- Born: 12 July 1943 Déville-lès-Rouen, German-occupied France
- Died: 11 January 2023 (aged 79) Sainte-Beuve-en-Rivière, France
- Education: École régionale d'art de Rouen Beaux-Arts de Paris
- Occupations: Painter Professor

= Christian Sauvé =

French painter (1943–2023)

Christian Sauvé (12 July 1943 – 11 January 2023) was a French painter and professor.

==Biography==
Born in Déville-lès-Rouen on 12 July 1943, Sauvé began painting at the age of 12. He was mentored by Léonard Bordes, Maurice Vaumousse, and Gaston Sébire. At the École régionale d'art de Rouen, he was a student of Léon Toublanc and Robert Savary. During this time, he met Marie-Ange Rialland, who he would later marry, and designed murals at a school in Le Havre designed by the architect Bernard Zehrfuss. He then attended the Beaux-Arts de Paris from 1967 to 1968, where he was a student of Maurice Brianchon.
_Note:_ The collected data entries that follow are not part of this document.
//! Max-priority queue over cached marginal gains.
//!
//! The queue does not hold current gains: entries are gains as of the time
//! they were pushed, which submodularity makes valid upper bounds on the
//! true current gain. The lazy solver refreshes only the entry it pops;
//! nothing here ever fixes up stale entries eagerly.

use std::cmp::Ordering;
use std::collections::BinaryHeap;

use geograph::Vertex;

/// A vertex with its cached gain.
#[derive(Copy, Clone, Debug, Eq, PartialEq)]
pub struct Entry {
    pub vertex: Vertex,
    pub gain: u64,
}

/// Higher gain wins; equal gains fall back to the smaller vertex index so
/// that pop order is deterministic.
impl Ord for Entry {
    fn cmp(&self, other: &Self) -> Ordering {
        self.gain
            .cmp(&other.gain)
            .then_with(|| other.vertex.cmp(&self.vertex))
    }
}

impl PartialOrd for Entry {
    fn partial_cmp(&self, other: &Self) -> Option<Ordering> {
        Some(self.cmp(other))
    }
}

#[derive(Default)]
pub struct GainQueue {
    heap: BinaryHeap<Entry>,
}

impl GainQueue {
    pub fn new() -> Self {
        Self::default()
    }

    /// Heapifies in bulk, cheaper than repeated pushes.
    pub fn from_entries(entries: Vec<Entry>) -> Self {
        Self {
            heap: BinaryHeap::from(entries),
        }
    }

    pub fn push(&mut self, entry: Entry) {
        self.heap.push(entry);
    }

    pub fn pop_max(&mut self) -> Option<Entry> {
        self.heap.pop()
    }

    pub fn peek_max(&self) -> Option<Entry> {
        self.heap.peek().copied()
    }

    pub fn peek_max_priority(&self) -> Option<u64> {
        self.heap.peek().map(|e| e.gain)
    }

    pub fn len(&self) -> usize {
        self.heap.len()
    }

    pub fn is_empty(&self) -> bool {
        self.heap.is_empty()
    }
}

#[cfg(test)]
mod tests {
    use super::*;

    fn entry(vertex: Vertex, gain: u64) -> Entry {
        Entry { vertex, gain }
    }

    #[test]
    fn pops_by_descending_gain() {
        let mut q = GainQueue::new();
        for &(v, g) in &[(0, 3), (1, 9), (2, 5)] {
            q.push(entry(v, g));
        }
        assert_eq!(q.peek_max_priority(), Some(9));
        let order: Vec<_> = std::iter::from_fn(|| q.pop_max()).map(|e| e.vertex).collect();
        assert_eq!(order, vec![1, 2, 0]);
    }

    #[test]
    fn ties_break_toward_the_smaller_vertex() {
        let mut q = GainQueue::from_entries(vec![entry(7, 4), entry(2, 4), entry(5, 4)]);
        let order: Vec<_> = std::iter::from_fn(|| q.pop_max()).map(|e| e.vertex).collect();
        assert_eq!(order, vec![2, 5, 7]);
    }

    #[test]
    fn bulk_build_matches_pushes() {
        let entries = vec![entry(3, 1), entry(0, 8), entry(1, 8), entry(4, 0)];
        let mut bulk = GainQueue::from_entries(entries.clone());
        let mut incremental = GainQueue::new();
        for e in entries {
            incremental.push(e);
        }
        while let Some(want) = incremental.pop_max() {
            assert_eq!(bulk.pop_max(), Some(want));
        }
        assert!(bulk.is_empty());
        assert_eq!(bulk.len(), 0);
    }
}
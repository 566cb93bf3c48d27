//! Command-line application computing submodular cover coresets.

use std::error::Error;
use std::path::PathBuf;
use std::time::Instant;

use structopt::clap::arg_enum;
use structopt::StructOpt;

use geograph::{gen, graphio, MemoryStore, VertexStore};
use subcover::{coreset_of, CoverError, OptimMode};

arg_enum! {

#[derive(Debug)]
enum Optim {
    Classic,
    Lazy,
    LazyLazy,
    DisCover,
    TwoStage
}

}

/// Selects a coreset S of the input graph such that every vertex has at
/// least min(k, degree) of its neighbors in S and every group meets its
/// membership requirement.
///
/// The graph is either loaded from a plaintext adjacency/group file pair
/// (`index : { n1, n2, ... }` lines paired with `index : g` lines, as
/// produced by geograph's `generate` example), or sampled as a random
/// geometric graph when no files are given.
///
/// The group requirement is uniform: `--group-req` replicated over
/// `--ngroups` groups, matching the generator's label space. Worker fan-out
/// runs on rayon, so `RAYON_NUM_THREADS` caps the real parallelism
/// available to `--threads`.
#[derive(Debug, StructOpt)]
#[structopt(name = "subcover", about = "Compute a submodular cover coreset.")]
struct Opt {
    /// Adjacency list file; requires --groups.
    #[structopt(long)]
    adjacency: Option<PathBuf>,

    /// Group assignment file; requires --adjacency.
    #[structopt(long)]
    groups: Option<PathBuf>,

    /// Number of generated points when no input files are given.
    #[structopt(long, default_value = "1000")]
    gen_points: usize,

    /// Dimensions of the unit hypercube for generated graphs.
    #[structopt(long, default_value = "3")]
    gen_dims: usize,

    /// Adjacency distance threshold for generated graphs.
    #[structopt(long, default_value = "0.2")]
    gen_radius: f64,

    /// Random seed for generated graphs.
    #[structopt(long, default_value = "0")]
    seed: u64,

    /// k-coverage requirement.
    #[structopt(long, short = "k", default_value = "20")]
    coverage: u32,

    /// Group count requirement, applied to every group.
    #[structopt(long, default_value = "100")]
    group_req: u32,

    /// Number of distinct groups.
    #[structopt(long, default_value = "5")]
    ngroups: usize,

    /// Optimization mode.
    #[structopt(long, possible_values = &Optim::variants(), case_insensitive = true, default_value = "Lazy")]
    optim: Optim,

    /// Number of worker tasks.
    #[structopt(long, short = "t", default_value = "1")]
    threads: usize,

    /// Assert that every vertex degree is at least the coverage
    /// requirement, skipping the per-vertex degree cap.
    #[structopt(long)]
    dense: bool,
}

fn main() -> Result<(), Box<dyn Error>> {
    let opt = Opt::from_args();

    let load_start = Instant::now();
    let store = match (&opt.adjacency, &opt.groups) {
        (Some(adj), Some(groups)) => graphio::read(adj, groups)?,
        (None, None) => MemoryStore::new(gen::generate(
            opt.gen_points,
            opt.gen_dims,
            opt.ngroups as u32,
            opt.gen_radius,
            opt.seed,
        )),
        _ => return Err("--adjacency and --groups must be given together".into()),
    };
    println!(
        "store of {} vertices ready {:.0?}",
        store.size(),
        Instant::now().duration_since(load_start)
    );

    let group_reqs = vec![opt.group_req; opt.ngroups];
    let mode = match opt.optim {
        Optim::Classic => OptimMode::Classic,
        Optim::Lazy => OptimMode::Lazy,
        Optim::LazyLazy => OptimMode::LazyLazy,
        Optim::DisCover => OptimMode::DisCover,
        Optim::TwoStage => OptimMode::TwoStage,
    };

    let solve_start = Instant::now();
    let result = coreset_of(
        &store,
        opt.coverage,
        &group_reqs,
        mode,
        opt.threads,
        opt.dense,
    );
    let elapsed = Instant::now().duration_since(solve_start);

    match result {
        Ok(coreset) => {
            println!("obtained solution of size {} in {:.0?}", coreset.len(), elapsed);
            Ok(())
        }
        Err(CoverError::Unsatisfiable {
            coreset,
            groups,
            residual,
            ..
        }) => {
            println!(
                "cover unsatisfiable in {:.0?}: selected {} vertices, residual {} (groups {:?})",
                elapsed,
                coreset.len(),
                residual,
                groups
            );
            Err("unsatisfiable remainder".into())
        }
        Err(e) => Err(e.into()),
    }
}
//! Fan-out/fan-in execution of one round of worker tasks.
//!
//! Every parallel phase in the engine is one call here: fan out a worker
//! per input, block until all of them finish, collect the outputs in input
//! order. A single input stays on the calling thread, so `threads == 1`
//! never touches the rayon pool.

use rayon::iter::{IntoParallelIterator, ParallelIterator};

pub(crate) fn parallel_map<I, O, F>(inputs: Vec<I>, f: F) -> Vec<O>
where
    I: Send,
    O: Send,
    F: Fn(I) -> O + Sync + Send,
{
    if inputs.len() <= 1 {
        inputs.into_iter().map(f).collect()
    } else {
        inputs.into_par_iter().map(f).collect()
    }
}

/// Splits `0..n` into at most `t` contiguous half-open chunks of nearly
/// equal size.
pub(crate) fn split_evenly(n: usize, t: usize) -> Vec<(usize, usize)> {
    let t = t.max(1).min(n.max(1));
    (0..t).map(|i| (i * n / t, (i + 1) * n / t)).collect()
}
//! Marginal-gain evaluation.
//!
//! The serial path is the tracker formula directly. For wide vertices the
//! neighbor list can instead be split into contiguous chunks whose partial
//! coverage sums are computed by parallel workers; the group term is added
//! once on the calling thread, so both paths agree exactly.

use geograph::{Vertex, VertexRecord};

use crate::harness::{parallel_map, split_evenly};
use crate::trackers::Trackers;

pub fn marginal_gain(trackers: &Trackers, record: &VertexRecord, threads: usize) -> u64 {
    if threads <= 1 {
        return trackers.marginal_gain(record);
    }
    let chunks: Vec<&[Vertex]> = split_evenly(record.neighbors.len(), threads)
        .into_iter()
        .map(|(lo, hi)| &record.neighbors[lo..hi])
        .collect();
    let partial: u64 = parallel_map(chunks, |chunk| trackers.coverage_sum(chunk))
        .into_iter()
        .sum();
    partial + trackers.group_remainder(record.group)
}
//! Coverage and group remainder tracking.
//!
//! `coverage[v]` counts how many more of `v`'s neighbors the coreset still
//! owes it; `group[g]` counts how many more members group `g` still owes.
//! Both vectors only ever decrease, floored at zero, and the running
//! residual is their sum. A vertex's marginal gain sums the remainders its
//! neighbors still carry plus its group's remainder, so gains are
//! non-negative and non-increasing over any execution, and a gain of zero
//! means a commit would change nothing.

use geograph::{Vertex, VertexRecord, VertexStore};

use crate::error::CoverError;

#[derive(Clone, Debug)]
pub struct Trackers {
    coverage: Vec<u32>,
    group: Vec<u32>,
    coverage_req: u32,
    residual: u64,
}

impl Trackers {
    /// Builds the trackers for a store.
    ///
    /// One full scan rejects group labels outside `group_reqs` before any
    /// solving starts and, unless `dense` is set, caps each coverage entry
    /// at the vertex degree. With `dense` the caller asserts every degree is
    /// at least `coverage_req`, so the cap is skipped and every entry keeps
    /// `coverage_req`.
    pub fn from_store<S: VertexStore + ?Sized>(
        store: &S,
        coverage_req: u32,
        group_reqs: &[u32],
        dense: bool,
    ) -> Result<Self, CoverError> {
        let mut coverage = vec![coverage_req; store.size()];
        for record in store.scan_all()? {
            let record = record?;
            if record.group as usize >= group_reqs.len() {
                return Err(CoverError::GroupOutOfRange {
                    vertex: record.index,
                    group: record.group,
                    ngroups: group_reqs.len(),
                });
            }
            if !dense {
                coverage[record.index as usize] = coverage_req.min(record.degree() as u32);
            }
        }
        let group = group_reqs.to_vec();
        let residual = coverage.iter().map(|&c| u64::from(c)).sum::<u64>()
            + group.iter().map(|&g| u64::from(g)).sum::<u64>();
        Ok(Self {
            coverage,
            group,
            coverage_req,
            residual,
        })
    }

    pub fn coverage(&self) -> &[u32] {
        &self.coverage
    }

    pub fn groups(&self) -> &[u32] {
        &self.group
    }

    /// Residual coverage owed to each of the given neighbors, summed with
    /// multiplicity.
    pub fn coverage_sum(&self, neighbors: &[Vertex]) -> u64 {
        neighbors
            .iter()
            .map(|&u| u64::from(self.coverage[u as usize]))
            .sum()
    }

    pub fn group_remainder(&self, group: u32) -> u64 {
        u64::from(self.group[group as usize])
    }

    /// The outstanding demand this vertex's commit would act on.
    pub fn marginal_gain(&self, record: &VertexRecord) -> u64 {
        self.coverage_sum(&record.neighbors) + self.group_remainder(record.group)
    }

    /// Upper bound on [`marginal_gain`](Self::marginal_gain) computable
    /// without touching the coverage vector: every entry is at most the
    /// coverage requirement.
    pub fn gain_upper_bound(&self, record: &VertexRecord) -> u64 {
        u64::from(self.coverage_req) * record.neighbors.len() as u64
            + self.group_remainder(record.group)
    }

    /// Decrements each neighbor's coverage remainder and the vertex's group
    /// remainder by one, floored at zero. Duplicate neighbors decrement per
    /// occurrence.
    pub fn commit(&mut self, record: &VertexRecord) {
        for &u in &record.neighbors {
            let c = &mut self.coverage[u as usize];
            if *c > 0 {
                *c -= 1;
                self.residual -= 1;
            }
        }
        let g = &mut self.group[record.group as usize];
        if *g > 0 {
            *g -= 1;
            self.residual -= 1;
        }
    }

    /// True iff every coverage and group entry is zero.
    pub fn satisfied(&self) -> bool {
        self.residual == 0
    }

    pub fn residual_score(&self) -> u64 {
        self.residual
    }
}

#[cfg(test)]
mod tests {
    use super::*;
    use geograph::MemoryStore;

    fn rec(index: Vertex, group: u32, neighbors: Vec<Vertex>) -> VertexRecord {
        VertexRecord {
            index,
            group,
            neighbors,
        }
    }

    fn store() -> MemoryStore {
        MemoryStore::new(vec![
            rec(0, 0, vec![0, 1]),
            rec(1, 0, vec![0, 1, 2]),
            rec(2, 1, vec![1, 2]),
        ])
    }

    #[test]
    fn sparse_init_caps_at_degree() {
        let t = Trackers::from_store(&store(), 3, &[1, 1], false).unwrap();
        assert_eq!(t.coverage(), &[2, 3, 2]);
        assert_eq!(t.groups(), &[1, 1]);
        assert_eq!(t.residual_score(), 9);
    }

    #[test]
    fn dense_init_skips_the_degree_cap() {
        let t = Trackers::from_store(&store(), 3, &[1, 1], true).unwrap();
        assert_eq!(t.coverage(), &[3, 3, 3]);
        assert_eq!(t.residual_score(), 11);
    }

    #[test]
    fn init_rejects_unknown_groups_in_both_modes() {
        for &dense in &[false, true] {
            assert!(matches!(
                Trackers::from_store(&store(), 1, &[1], dense),
                Err(CoverError::GroupOutOfRange {
                    vertex: 2,
                    group: 1,
                    ngroups: 1
                })
            ));
        }
    }

    #[test]
    fn commit_decrements_and_floors() {
        let mut t = Trackers::from_store(&store(), 1, &[1, 0], false).unwrap();
        assert_eq!(t.coverage(), &[1, 1, 1]);
        let v1 = store().get(1).unwrap();
        t.commit(&v1);
        assert_eq!(t.coverage(), &[0, 0, 0]);
        assert_eq!(t.groups(), &[0, 0]);
        // repeat commits stay floored
        t.commit(&v1);
        assert_eq!(t.coverage(), &[0, 0, 0]);
        assert_eq!(t.groups(), &[0, 0]);
        assert!(t.satisfied());
    }

    #[test]
    fn residual_matches_tracker_sums() {
        let mut t = Trackers::from_store(&store(), 2, &[2, 2], false).unwrap();
        let recs: Vec<_> = (0..3).map(|v| store().get(v).unwrap()).collect();
        for r in &recs {
            t.commit(r);
            let by_sum = t.coverage().iter().map(|&c| u64::from(c)).sum::<u64>()
                + t.groups().iter().map(|&g| u64::from(g)).sum::<u64>();
            assert_eq!(t.residual_score(), by_sum);
        }
    }

    #[test]
    fn duplicate_neighbors_count_with_multiplicity() {
        let s = MemoryStore::new(vec![rec(0, 0, vec![1, 1, 0]), rec(1, 0, vec![0, 1])]);
        let t = Trackers::from_store(&s, 2, &[1], false).unwrap();
        // coverage [2, 2]; vertex 0 sums neighbor 1 twice
        let v0 = s.get(0).unwrap();
        assert_eq!(t.marginal_gain(&v0), 2 + 2 + 2 + 1);
        let mut t = t;
        t.commit(&v0);
        // neighbor 1 decremented twice
        assert_eq!(t.coverage(), &[1, 0]);
    }

    #[test]
    fn gains_never_increase_across_commits() {
        let s = store();
        let mut t = Trackers::from_store(&s, 2, &[2, 1], false).unwrap();
        let recs: Vec<_> = (0..3).map(|v| s.get(v).unwrap()).collect();
        let mut last: Vec<u64> = recs.iter().map(|r| t.marginal_gain(r)).collect();
        for committed in &recs {
            t.commit(committed);
            let now: Vec<u64> = recs.iter().map(|r| t.marginal_gain(r)).collect();
            for (before, after) in last.iter().zip(now.iter()) {
                assert!(after <= before);
            }
            last = now;
        }
    }

    #[test]
    fn upper_bound_dominates_the_gain() {
        let s = store();
        let t = Trackers::from_store(&s, 2, &[2, 1], false).unwrap();
        for v in 0..3 {
            let r = s.get(v).unwrap();
            assert!(t.gain_upper_bound(&r) >= t.marginal_gain(&r));
        }
    }
}
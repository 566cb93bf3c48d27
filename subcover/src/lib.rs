//! # `subcover` - submodular cover coresets
//!
//! Selects a small subset S of a neighborhood graph's vertices such that
//! every vertex v has at least `min(k, deg(v))` neighbors in S and every
//! group g contributes at least its required number of members to S.
//!
//! The residual demand lives in two integer trackers (per-vertex coverage,
//! per-group membership) whose entries only ever decrease, which makes the
//! gain objective monotone submodular and the lazy upper-bound heap sound.
//! Three solver families are provided: a classic rescan-everything greedy, a
//! lazy greedy, and the distributed DisCover/GreeDi scheme. Stores are
//! consumed through the read-only [`geograph::VertexStore`] interface only.

use geograph::{Vertex, VertexStore};
use indicatif::{ProgressBar, ProgressStyle};

mod classic;
mod discover;
pub mod error;
pub mod gain;
mod harness;
pub mod heap;
mod lazy;
pub mod trackers;

pub use error::CoverError;
pub use trackers::Trackers;

/// Solver selection.
#[derive(Copy, Clone, Debug, PartialEq, Eq)]
pub enum OptimMode {
    /// Rescan all candidates in parallel chunks each round.
    Classic,
    /// Upper-bound heap with lazy refresh.
    Lazy,
    /// Lazy greedy seeded with cheap degree-based bounds.
    LazyLazy,
    /// Distributed two-stage DisCover/GreeDi.
    DisCover,
    /// Cheap-first pass, then an exact pass over the complement.
    TwoStage,
}

/// How a solver run ended.
#[derive(Copy, Clone, Debug, PartialEq, Eq)]
pub(crate) enum Exit {
    Satisfied,
    CapReached,
    Exhausted,
}

/// Computes a coreset of `store` under the given coverage requirement and
/// per-group requirements.
///
/// `threads` bounds the worker fan-out; 1 keeps everything sequential. With
/// `dense` the caller asserts every vertex degree is at least
/// `coverage_req`, so every coverage entry starts at `coverage_req` instead
/// of being capped at the vertex degree; group labels are validated either
/// way.
///
/// Returns the selected vertices in commit order. When the demands cannot
/// be met, [`CoverError::Unsatisfiable`] carries the partial coreset
/// together with the residual tracker contents.
pub fn coreset_of<S: VertexStore + ?Sized>(
    store: &S,
    coverage_req: u32,
    group_reqs: &[u32],
    mode: OptimMode,
    threads: usize,
    dense: bool,
) -> Result<Vec<Vertex>, CoverError> {
    if threads == 0 {
        return Err(CoverError::NoWorkers);
    }
    let mut trackers = Trackers::from_store(store, coverage_req, group_reqs, dense)?;
    let all: Vec<Vertex> = (0..store.size()).map(|v| v as Vertex).collect();

    let (coreset, exit) = match mode {
        OptimMode::Classic => classic::classic_greedy(store, &mut trackers, threads, true)?,
        OptimMode::Lazy | OptimMode::LazyLazy => lazy::lazy_greedy(
            store,
            &mut trackers,
            &all,
            &lazy::LazyParams {
                cap: lazy::NO_CAP,
                threads,
                cheap_init: mode == OptimMode::LazyLazy,
                progress: true,
            },
        )?,
        OptimMode::DisCover => {
            let (coreset, _rounds, exit) =
                discover::dis_cover(store, &mut trackers, threads, discover::ALPHA, true)?;
            (coreset, exit)
        }
        OptimMode::TwoStage => lazy::two_stage(store, &mut trackers, threads, true)?,
    };

    match exit {
        Exit::Satisfied => {
            debug_assert!(trackers.satisfied());
            Ok(coreset)
        }
        // no top-level solver runs with a cap
        Exit::CapReached => Ok(coreset),
        Exit::Exhausted => Err(CoverError::Unsatisfiable {
            residual: trackers.residual_score(),
            coverage: trackers.coverage().to_vec(),
            groups: trackers.groups().to_vec(),
            coreset,
        }),
    }
}

/// Progress over the residual demand still outstanding.
pub(crate) fn residual_bar(len: u64, prefix: &'static str, enabled: bool) -> ProgressBar {
    if !enabled {
        return ProgressBar::hidden();
    }
    let sty = ProgressStyle::default_bar()
        .template("{prefix} [{elapsed_precise}] [{bar:40}] {pos:>10}/{len:10} {msg}")
        .progress_chars("##-");
    let bar = ProgressBar::new(len).with_style(sty);
    bar.set_prefix(prefix);
    bar
}
//! Engine error kinds.

use geograph::{StoreError, Vertex};
use thiserror::Error;

#[derive(Debug, Error)]
pub enum CoverError {
    /// A vertex lookup or scan failed; fatal for the invocation.
    #[error(transparent)]
    Store(#[from] StoreError),

    #[error("worker count must be at least 1")]
    NoWorkers,

    #[error("vertex {vertex} carries group {group} but only {ngroups} group requirements were given")]
    GroupOutOfRange {
        vertex: Vertex,
        group: u32,
        ngroups: usize,
    },

    /// The trackers cannot reach zero with the remaining candidates. The
    /// partial coreset and the residual tracker contents are surfaced so the
    /// caller can decide whether to accept them.
    #[error("cover unsatisfiable after {} selections, residual {residual}", .coreset.len())]
    Unsatisfiable {
        coreset: Vec<Vertex>,
        coverage: Vec<u32>,
        groups: Vec<u32>,
        residual: u64,
    },
}
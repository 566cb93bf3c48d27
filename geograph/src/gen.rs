//! Synthetic random geometric graphs.
//!
//! Points are drawn uniformly in the d-dimensional unit cube and joined
//! whenever their Euclidean distance is at most `radius`. A point is at
//! distance zero from itself, so every neighbor list contains its own
//! vertex. Groups are assigned uniformly.

use indicatif::{ProgressBar, ProgressStyle};
use rand::{rngs::StdRng, Rng, SeedableRng};
use rayon::iter::{IntoParallelIterator, ParallelIterator};

use crate::store::{Vertex, VertexRecord};

/// Generates the records of a seeded random geometric graph.
///
/// Adjacency is the full O(n^2) distance test, parallelised over vertices;
/// the same seed always produces the same graph.
pub fn generate(n: usize, dims: usize, ngroups: u32, radius: f64, seed: u64) -> Vec<VertexRecord> {
    assert!(ngroups > 0);
    let mut rng = StdRng::seed_from_u64(seed);
    let points: Vec<Vec<f64>> = (0..n)
        .map(|_| (0..dims).map(|_| rng.gen::<f64>()).collect())
        .collect();
    let groups: Vec<u32> = (0..n).map(|_| rng.gen_range(0..ngroups)).collect();

    let sty = ProgressStyle::default_bar()
        .template("{prefix} [{elapsed_precise}] [{bar:40}] {pos:>10}/{len:10}")
        .progress_chars("##-");
    let bar = ProgressBar::new(n as u64).with_style(sty);
    bar.set_prefix("adjacency");

    let r2 = radius * radius;
    let records: Vec<VertexRecord> = (0..n)
        .into_par_iter()
        .map(|i| {
            let neighbors = (0..n)
                .filter(|&j| dist2(&points[i], &points[j]) <= r2)
                .map(|j| j as Vertex)
                .collect();
            bar.inc(1);
            VertexRecord {
                index: i as Vertex,
                group: groups[i],
                neighbors,
            }
        })
        .collect();
    bar.finish_and_clear();
    records
}

fn dist2(a: &[f64], b: &[f64]) -> f64 {
    a.iter()
        .zip(b.iter())
        .map(|(x, y)| (x - y) * (x - y))
        .sum()
}

#[cfg(test)]
mod tests {
    use super::*;

    #[test]
    fn deterministic_under_seed() {
        let a = generate(40, 3, 4, 0.3, 7);
        let b = generate(40, 3, 4, 0.3, 7);
        assert_eq!(a, b);
        let c = generate(40, 3, 4, 0.3, 8);
        assert_ne!(a, c);
    }

    #[test]
    fn neighbors_include_self_and_are_symmetric() {
        let records = generate(30, 2, 3, 0.4, 11);
        for r in &records {
            assert!(r.neighbors.contains(&r.index));
            assert!(r.group < 3);
            for &u in &r.neighbors {
                assert!(records[u as usize].neighbors.contains(&r.index));
            }
        }
    }

    #[test]
    fn radius_controls_density() {
        let sparse = generate(30, 2, 2, 0.0, 3);
        // distance zero still joins a point to itself
        assert!(sparse.iter().all(|r| r.neighbors == vec![r.index]));
        let dense = generate(30, 2, 2, 2.0, 3);
        assert!(dense.iter().all(|r| r.neighbors.len() == 30));
    }
}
After staying in Italy, Belgium, the Netherlands, and England, Sauvé received the Grand Prix de la Casa de Velázquez in 1969 and began a stay in Madrid. From 1970 to 1971, he stayed in Portugal, Senegal, Mauritania, and Morocco. From 1971 to 2008, he worked as a professor at the École des beaux-arts de Rouen. In 1972, he moved to Mortemer, Seine-Maritime before settling in Sainte-Beuve-en-Rivière for good in 1974. On his painting style, he commented "Painting requires slowness, concentration. You have to give it time to receive it and be able to meditate on it. An artist is like a volcano. He expresses in himself a whole world. The act of painting is like a vital breath, a universal experience. It is a constant quest for light".

Sauvé died in Sainte-Beuve-en-Rivière on 11 January 2023, at the age of 79.